A self reflective, self confessed athiest, Harold excelled in indifference at Queensberry Road Secondary School and it was not until he was in his thirties that his passion for knowledge began to thrive. After O' Levels and an A' Level in Economic and Social History at evening class, Harold sold his hardware shop to undertake a BA Hons in the History of Design in Visual Art. A veritable mine of fascinating facts, Harold revels in the knowledge that he took his degree at North Staffs - the then least fashionable polytechnic in England - and his MA in Design History at Middlesex - then the most fashionable polytechnic in England.

This wickedly dry sense of humour has often led Harold to be labelled as surreal but Harold prefers this to be thought of as having an imagination. Conforming to the common perception of a lecturer, he enjoys watching arts and history programmes and documentaries - accompanied by a friendly glass of scotch or bourbon. For one who professes to enjoy reading so much, he oddly never reads a newspaper, preferring instead to listen to Radio 4 to get, 'clued up' on current events.

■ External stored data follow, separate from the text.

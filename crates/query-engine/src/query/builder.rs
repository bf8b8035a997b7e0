//! Graph builder: flat token list per nesting level to a boolean tree.

use std::sync::Arc;

use crate::engine::QueryEngine;
use crate::types::QueryError;

use super::graph::{NodeId, QueryGraph, QueryNodeKind, QueryNodeType, SearchNode, Span};
use super::operation::{compile_filter_clause, CompiledClause, FilterClause};
use super::tokenizer::{next_token, Token};

/// Returned when a hard error stops the build; the error itself is already
/// recorded.
#[derive(Debug, Clone, Copy)]
pub(crate) struct BuildAborted;

type BuildResult<T> = std::result::Result<T, BuildAborted>;

pub(crate) struct GraphBuilder<'e, 't, T> {
    engine: &'e QueryEngine<T>,
    text: &'t str,
    graph: QueryGraph<T>,
    errors: Vec<QueryError>,
}

impl<'e, 't, T: 'static> GraphBuilder<'e, 't, T> {
    pub(crate) fn new(engine: &'e QueryEngine<T>, text: &'t str) -> Self {
        Self {
            engine,
            text,
            graph: QueryGraph::default(),
            errors: Vec::new(),
        }
    }

    pub(crate) fn build(mut self) -> (QueryGraph<T>, Vec<QueryError>) {
        match self.build_level(0, self.text.len()) {
            Ok(root) => {
                self.graph.set_root(root);
                if let Some(root) = root {
                    self.validate(root);
                }
                self.prune_noops();
            }
            Err(BuildAborted) => self.graph.set_root(None),
        }
        (self.graph, self.errors)
    }

    fn error(&mut self, span: Span, reason: impl Into<String>) {
        self.errors
            .push(QueryError::with_length(span.index, span.length, reason));
    }

    // -----------------------------------------------------------------------
    // Tokens to nodes
    // -----------------------------------------------------------------------

    fn build_level(&mut self, start: usize, end: usize) -> BuildResult<Option<NodeId>> {
        let items = self.tokenize(start, end)?;
        self.combine(items)
    }

    fn tokenize(&mut self, start: usize, end: usize) -> BuildResult<Vec<NodeId>> {
        let text = self.text;
        let engine = self.engine;
        let pattern = engine.filter_pattern();
        let mut items = Vec::new();
        let mut pos = start;

        while pos < end {
            let lexed = match next_token(text, pos, end, pattern) {
                Ok(lexed) => lexed,
                Err(error) => {
                    self.errors.push(error);
                    return Err(BuildAborted);
                }
            };
            let span = lexed.span;
            let source = &text[span.index..span.end()];
            log::trace!("token {:?} at {}..{}", source, span.index, span.end());

            match lexed.token {
                Token::Whitespace => {}
                Token::Combinator(kind) => {
                    let kind = match kind {
                        QueryNodeType::And => QueryNodeKind::And,
                        QueryNodeType::Or => QueryNodeKind::Or,
                        _ => QueryNodeKind::Not,
                    };
                    items.push(self.graph.add_node(kind, span, source));
                }
                Token::Group { inner } => {
                    if let Some(group) = self.build_level(inner.start, inner.end)? {
                        items.push(group);
                    }
                }
                Token::Filter(clause) => items.push(self.filter_node(&clause)),
                Token::Word { text: word, exact } => {
                    let node = if self.engine.search_source().is_none()
                        && self.engine.options().validate_filters()
                    {
                        self.error(
                            span,
                            "Cannot use a search word without setting the search data callback",
                        );
                        QueryNodeKind::NoOp
                    } else {
                        QueryNodeKind::Search(SearchNode {
                            text: word.to_string(),
                            exact,
                        })
                    };
                    items.push(self.graph.add_node(node, span, source));
                }
            }
            pos = span.end();
        }
        Ok(items)
    }

    fn filter_node(&mut self, clause: &FilterClause<'_>) -> NodeId {
        let kind = match compile_filter_clause(self.engine, clause) {
            Ok(CompiledClause::Operation(operation)) => QueryNodeKind::Filter(Arc::new(operation)),
            Ok(CompiledClause::Skip) => QueryNodeKind::NoOp,
            Err(error) => {
                self.error(clause.part_span(error.part), error.reason);
                QueryNodeKind::NoOp
            }
        };
        self.graph.add_node(kind, clause.span, clause.text)
    }

    // -----------------------------------------------------------------------
    // Combining
    // -----------------------------------------------------------------------

    fn combine(&mut self, items: Vec<NodeId>) -> BuildResult<Option<NodeId>> {
        let items = self.insert_implicit_and(items);
        let items = self.combine_not(items);
        let items = self.combine_binary(items, QueryNodeType::And);
        let items = self.combine_binary(items, QueryNodeType::Or);

        match items.as_slice() {
            [] => Ok(None),
            [root] => Ok(Some(*root)),
            [_, extra, ..] => {
                let span = self.graph.node(*extra).span();
                self.error(span, "Query terms could not be combined");
                Err(BuildAborted)
            }
        }
    }

    fn is_open(&self, id: NodeId) -> bool {
        self.graph.node(id).is_open_combinator()
    }

    fn is_open_binary(&self, id: NodeId) -> bool {
        self.is_open(id) && self.graph.node_type(id) != QueryNodeType::Not
    }

    fn insert_implicit_and(&mut self, items: Vec<NodeId>) -> Vec<NodeId> {
        let mut result = Vec::with_capacity(items.len() * 2);
        for item in items {
            if let Some(&previous) = result.last() {
                if !self.is_open(previous) && !self.is_open_binary(item) {
                    let span = Span::between(
                        self.graph.node(previous).span(),
                        self.graph.node(item).span(),
                    );
                    result.push(self.graph.add_node(QueryNodeKind::And, span, ""));
                }
            }
            result.push(item);
        }
        result
    }

    fn combine_not(&mut self, mut items: Vec<NodeId>) -> Vec<NodeId> {
        for index in (0..items.len()).rev() {
            let id = items[index];
            if !(self.graph.node_type(id) == QueryNodeType::Not && self.is_open(id)) {
                continue;
            }
            match items.get(index + 1).copied() {
                Some(operand) if !self.is_open(operand) => {
                    self.graph.add_child(id, operand);
                    items.remove(index + 1);
                }
                _ => {
                    let span = self.graph.node(id).span();
                    let keyword = self.graph.node(id).text().to_string();
                    self.error(
                        Span::new(span.end(), 1),
                        format!("Missing operand for \"{keyword}\""),
                    );
                    items.remove(index);
                }
            }
        }
        items
    }

    fn combine_binary(&mut self, mut items: Vec<NodeId>, kind: QueryNodeType) -> Vec<NodeId> {
        let mut index = 0;
        while index < items.len() {
            let id = items[index];
            if !(self.graph.node_type(id) == kind && self.is_open(id)) {
                index += 1;
                continue;
            }

            let left = index.checked_sub(1).map(|left| items[left]);
            let right = items.get(index + 1).copied();
            match (left, right) {
                (Some(left), Some(right)) if !self.is_open(left) && !self.is_open(right) => {
                    self.graph.add_child(id, left);
                    self.graph.add_child(id, right);
                    items.remove(index + 1);
                    items.remove(index);
                    items[index - 1] = id;
                }
                (left, _) => {
                    let side = match left {
                        Some(left) if !self.is_open(left) => "right",
                        _ => "left",
                    };
                    let span = self.graph.node(id).span();
                    self.error(
                        span,
                        format!("Missing {side} operand for \"{}\"", kind.keyword()),
                    );
                    items.remove(index);
                }
            }
        }
        items
    }

    // -----------------------------------------------------------------------
    // Validation and pruning
    // -----------------------------------------------------------------------

    fn validate(&mut self, id: NodeId) {
        let node_type = self.graph.node_type(id);
        let children = self.graph.children(id).to_vec();
        if children.len() != node_type.arity() {
            let span = self.graph.node(id).span();
            self.error(
                span,
                format!(
                    "\"{}\" expects {} operand(s) but has {}",
                    node_type.keyword(),
                    node_type.arity(),
                    children.len()
                ),
            );
        }
        for child in children {
            self.validate(child);
        }
    }

    /// Removes no-op leaves, collapsing the combinators they leave behind.
    fn prune_noops(&mut self) {
        let noops = self
            .graph
            .iter()
            .filter(|(_, node)| node.node_type() == QueryNodeType::NoOp)
            .map(|(id, _)| id)
            .collect::<Vec<_>>();
        for id in noops {
            self.remove_subtree(id);
        }
    }

    fn remove_subtree(&mut self, id: NodeId) {
        let Some(parent) = self.graph.parent(id) else {
            if self.graph.root() == Some(id) {
                self.graph.set_root(None);
            }
            return;
        };
        self.graph.remove_child(parent, id);
        match self.graph.children(parent) {
            [] => self.remove_subtree(parent),
            [remaining] if self.graph.node_type(parent) != QueryNodeType::Not => {
                let remaining = *remaining;
                self.graph.replace_node(parent, remaining);
            }
            _ => {}
        }
    }
}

A full time Senior Lecturer in Design History, Harold enjoys his busy job teaching graphics courses and overseeing dissertations for many design students, which he has been doing for the last seventeen years, the last twelve of which has been full time. Whilst enjoying his home comforts and expressing a fondness for travelling within the UK, Harold seems strangely neither a homely person or an avid traveller. Living in a typically messy, rented bachelor flat in Falmouth, he has a fantastic harbour view and drives to work in a Vauxhall Nova which he would swap for a Bristol if he was fortunate enough to ever win the lottery. Should that coveted jackpot fall Harold's way he would share it with his friends and family and buy a house in Cornwall and Shropshire but it is not something he seems concerned with.

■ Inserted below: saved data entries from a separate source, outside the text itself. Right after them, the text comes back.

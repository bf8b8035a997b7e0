//! Filter, operator and type parser registry.
//!
//! - Values and value types shared by filters and handlers
//! - Filters (getters and resolvers) keyed by token
//! - Operators with typed handlers keyed by `(left, right)` value type
//! - Type parsers used for value-type inference

mod filter;
mod operator;
mod parser;
mod value;

pub use filter::Filter;
pub use operator::{FilterOperator, OperatorHandler, DEFAULT_OPERATORS};
pub use parser::TypeParser;
pub use value::{CustomType, CustomValue, FilterValue, QueryEnum, Value, ValueType};

pub(crate) use filter::{Argument, FilterAccess, GetterFn, ResolverFn};
pub(crate) use operator::default_operators;
pub(crate) use parser::builtin_parsers;
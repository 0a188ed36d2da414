//! `taskboard fix`

use std::fmt::Write;

use anyhow::Context;
use taskboard_kanban::repair::{FixDuplicates, RepairReport};
use taskboard_kanban::OperationProcessor;

use super::Runtime;

pub async fn run(runtime: &Runtime, json: bool) -> anyhow::Result<String> {
    let value = runtime
        .processor
        .process(&FixDuplicates::new(), &runtime.ctx)
        .await
        .context("fixing duplicate task ids")?;
    let report: RepairReport = serde_json::from_value(value)?;

    if json {
        return Ok(serde_json::to_string_pretty(&report)?);
    }
    Ok(render(&report))
}

pub fn render(report: &RepairReport) -> String {
    let mut out = String::new();
    let _ = writeln!(out, "Scanned {} boards", report.boards_scanned);

    for board in &report.updated {
        let _ = writeln!(out, "\nBoard \"{}\" ({}) updated", board.board_name, board.board_id);
        for renamed in &board.renamed {
            let _ = writeln!(
                out,
                "  Changed task ID \"{}\" to \"{}\" in column {}",
                renamed.old_id, renamed.new_id, renamed.column_id
            );
        }
        if board.reordered > 0 {
            let _ = writeln!(out, "  Fixed order on {} tasks", board.reordered);
        }
    }

    if report.updated.is_empty() {
        let _ = write!(out, "\nNo changes needed.");
    } else {
        let _ = write!(
            out,
            "\nRepaired {} boards, renamed {} tasks. No tasks were deleted.",
            report.updated.len(),
            report.renamed_count()
        );
    }
    out
}

#[cfg(test)]
mod tests {
    use super::*;
    use taskboard_kanban::repair::{BoardRepair, RenamedTask};

    #[test]
    fn test_render_repair() {
        let report = RepairReport {
            boards_scanned: 2,
            updated: vec![BoardRepair {
                board_id: "b1".into(),
                board_name: "Roadmap".into(),
                renamed: vec![RenamedTask {
                    column_id: "todo".into(),
                    old_id: "dup".into(),
                    new_id: "task-1-abc".into(),
                }],
                reordered: 1,
            }],
        };

        let text = render(&report);
        assert!(text.contains("Scanned 2 boards"));
        assert!(text.contains("Changed task ID \"dup\" to \"task-1-abc\""));
        assert!(text.contains("Fixed order on 1 tasks"));
        assert!(text.contains("renamed 1 tasks"));
    }

    #[test]
    fn test_render_nothing_to_do() {
        let text = render(&RepairReport::default());
        assert!(text.ends_with("No changes needed."));
    }
}
//! DeleteTask command

use super::locate_task;
use crate::context::KanbanContext;
use crate::error::KanbanError;
use crate::execution::{logged, operation};
use crate::types::{BoardId, ColumnId, TaskId};
use chrono::Utc;
use serde::{Deserialize, Serialize};
use serde_json::{json, Value};
use taskboard_operations::{async_trait, Execute, ExecutionResult};

/// Remove a task from its column.
///
/// The remaining tasks keep their `order` values; a gap is left behind until
/// the next move in that column or a repair pass closes it.
#[derive(Debug, Deserialize, Serialize)]
#[serde(rename_all = "camelCase")]
pub struct DeleteTask {
    pub board_id: BoardId,
    pub column_id: ColumnId,
    pub task_id: TaskId,
}

operation!(DeleteTask, verb = "delete", noun = "task", description = "Delete a task");

impl DeleteTask {
    pub fn new(
        board_id: impl Into<BoardId>,
        column_id: impl Into<ColumnId>,
        task_id: impl Into<TaskId>,
    ) -> Self {
        Self {
            board_id: board_id.into(),
            column_id: column_id.into(),
            task_id: task_id.into(),
        }
    }
}

#[async_trait]
impl Execute<KanbanContext, KanbanError> for DeleteTask {
    async fn execute(&self, ctx: &KanbanContext) -> ExecutionResult<Value, KanbanError> {
        logged(self, async {
            let (mut board, ci, ti) =
                locate_task(ctx, &self.board_id, &self.column_id, &self.task_id).await?;
            let removed = board.columns[ci].tasks.remove(ti);
            ctx.write_columns(&board.id, &board.columns, Utc::now()).await?;
            Ok(json!({ "deleted": true, "id": removed.id, "title": removed.title }))
        })
        .await
    }
}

Harold is refreshingly genuine and unmaterialistic. He is something of an enigma, a closet philosopher whose ambitions and aspirations are 'to carry on being inquisitive' and doubtless to carry on his search for meaning. He was profoundly effected by his two favourite books, Catch 22 by Joseph Heller and Ulysees by James Joyce. Interested in history and anthropology, Harold is both fascinated and baffled by the human condition, particularly with people's perceptions of themselves.

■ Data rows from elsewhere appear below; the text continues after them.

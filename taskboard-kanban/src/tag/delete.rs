//! DeleteTag command

use crate::context::KanbanContext;
use crate::error::KanbanError;
use crate::execution::{logged, operation};
use crate::types::TagId;
use serde::{Deserialize, Serialize};
use serde_json::{json, Value};
use taskboard_operations::{async_trait, Execute, ExecutionResult};

/// Delete a tag. Tasks keep any reference to its id.
#[derive(Debug, Deserialize, Serialize)]
pub struct DeleteTag {
    pub id: TagId,
}

operation!(DeleteTag, verb = "delete", noun = "tag", description = "Delete a tag");

impl DeleteTag {
    pub fn new(id: impl Into<TagId>) -> Self {
        Self { id: id.into() }
    }
}

#[async_trait]
impl Execute<KanbanContext, KanbanError> for DeleteTag {
    async fn execute(&self, ctx: &KanbanContext) -> ExecutionResult<Value, KanbanError> {
        logged(self, async {
            let tag = ctx.read_tag(&self.id).await?;
            ctx.delete_tag(&self.id).await?;
            Ok(json!({ "deleted": true, "id": tag.id, "name": tag.name }))
        })
        .await
    }
}
//! DeleteBoard command

use crate::context::KanbanContext;
use crate::error::KanbanError;
use crate::execution::{logged, operation};
use crate::types::BoardId;
use serde::{Deserialize, Serialize};
use serde_json::{json, Value};
use taskboard_operations::{async_trait, Execute, ExecutionResult};

/// Delete a board and everything on it
#[derive(Debug, Deserialize, Serialize)]
pub struct DeleteBoard {
    pub id: BoardId,
}

operation!(DeleteBoard, verb = "delete", noun = "board", description = "Delete a board");

impl DeleteBoard {
    pub fn new(id: impl Into<BoardId>) -> Self {
        Self { id: id.into() }
    }
}

#[async_trait]
impl Execute<KanbanContext, KanbanError> for DeleteBoard {
    async fn execute(&self, ctx: &KanbanContext) -> ExecutionResult<Value, KanbanError> {
        logged(self, async {
            let board = ctx.read_board(&self.id).await?;
            ctx.delete_board(&self.id).await?;
            Ok(json!({ "deleted": true, "id": board.id, "tasks": board.task_count() }))
        })
        .await
    }
}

Looked up to and respected by his students, Harold describes himself in three words as, 'I don't know' and finds it genuinely surprising that people would describe him as clever or funny - clearly they frequently do - but he is a fine example of both. His observations of life and humanity are sharp and perceptive and our conversation on the concept of the self left me dissecting who I think I am and indeed what others think of me. Probably reacting to my puzzled expression, Harold's knowing smile betrayed a quiet delight in confounding people's expectations.

Dropping hilarious anecdotes into the conversation at unexpected moments and laughing with unselfconscious abandon, Harold reveals that he is a man with a real sense of the funny side of life. How many people can claim to have manure planed sideways down a road or flashed and pulled over a police car to let the policeman know his rear wheel was coming off? Or having been accidentally dropped down the stairs during an air raid, which in true ironic Harold style, he considers as his brush with death at the hands of Hitler!

Harold believes his life's main influence is intriguingly that he had a distinct lack of outside influence, further he holds no-one as a role model - instead and probably more sensibly (because then you can't be disappointed) he admires sets of characteristics: kindness; thought for others and genuineness. Standing at five foot five - the same height as both Napoleon and Kruschev - Harold displays none of the typical signs of the inferiority complex associated with the shorter man. He may have difficulty assessing what people think of him but who doesn't? And he thankfully shows no sign of the self obsessive traits many such íthinkersì become characterised by.

Harold Birks is not what you would expect. If you listen carefully you might hear the whir of thoughts rushing around his mind and it is definitely worth plumbing its depths to see what you can find. Obliging and willing to share the gems of his accumulated experience, Harold Birks is a very, very nice man.